A legendary life of IO (6 )--

Last Update:2013-12-28 Source: Internet

Author: User

Developer on Alibaba Coud: Build your first app with APIs, SDKs, and tutorials on the Alibaba Cloud. Read more ＞

IO Scheduler

When I/O traveled to the scheduler, I found that I was treated very differently. Some I/O relied on the privilege to quickly release it. Some I/O was not able to handle it for a long time, and even starved to death in some systems! In the face of this situation, I/O is obviously very unhappy. Why can someone else be quickly sent to the next journey? Do I need to spend time on the scheduler? This is the age of competition, people are well-developed, people are reading requests, people can quickly get resources. We are writing requests. We are born from poverty and can only wait, but it will not let you starve to death. This is our common deadline policy. In a worse place, deadline does not exist. It is a matter of family blood, and adjacent IO can be quickly processed. Wait for others, and then there will be starvation. This is what we often call the noop strategy, which is actually a Linus elevator. In a civilized society, everyone will be fair. From the perspective of applications, everyone will enjoy the same I/O bandwidth. However, from the perspective of I/O individuals, there is still no fairness. There is no absolute fairness in this society. As long as the fairness of all families is guaranteed, society will be more harmonious. Of course, we find that some household applications are not particularly gregative, and we can also punish them so that the distribution of I/O bandwidth will be reduced. This is our common CFQ policy. At the IO scheduler layer, there can be many policies. Different systems can define different policies to better aggregate IO and control QOS for different applications.
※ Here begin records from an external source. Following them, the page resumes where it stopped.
use criterion::{criterion_group, criterion_main, Criterion};
use std::hint::black_box;
use std::time::Duration;
use tty_serial::port::{sys, BaudRate, Parity, ReadMode, ReadTimeout};

pub fn bench_raw_attributes(c: &mut Criterion) {
    let base: libc::termios = unsafe { std::mem::zeroed() };
    c.bench_function("apply_raw_attributes", |b| {
        b.iter(|| {
            let mut termios = base;
            sys::apply_raw_attributes(
                &mut termios,
                black_box(BaudRate::Baud115200),
                black_box(Parity::Even),
                ReadTimeout::from_deciseconds(5),
            )
            .unwrap();
            sys::apply_read_mode(&mut termios, ReadMode::default());
            black_box(termios);
        })
    });
}

criterion_group!{
    name = benches;
    config = Criterion::default()
        .warm_up_time(Duration::from_millis(300))
        .measurement_time(Duration::from_secs(2));
    targets = bench_raw_attributes
}
criterion_main!(benches);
In Linux, you can register your own scheduling algorithm. If you do not register your own scheduler, you can use one of the three schedulers mentioned above. Among them, deadline is developed on the basis of the Linus elevator. It schedules read and write requests differently and will also consider IO hunger. The most traditional Scheduler cannot avoid IO hunger. The CFQ scheduler considers the fairness of the application and can obtain the best performance in many cases. The design comparison of the three schedulers will be elaborated in the following chapter.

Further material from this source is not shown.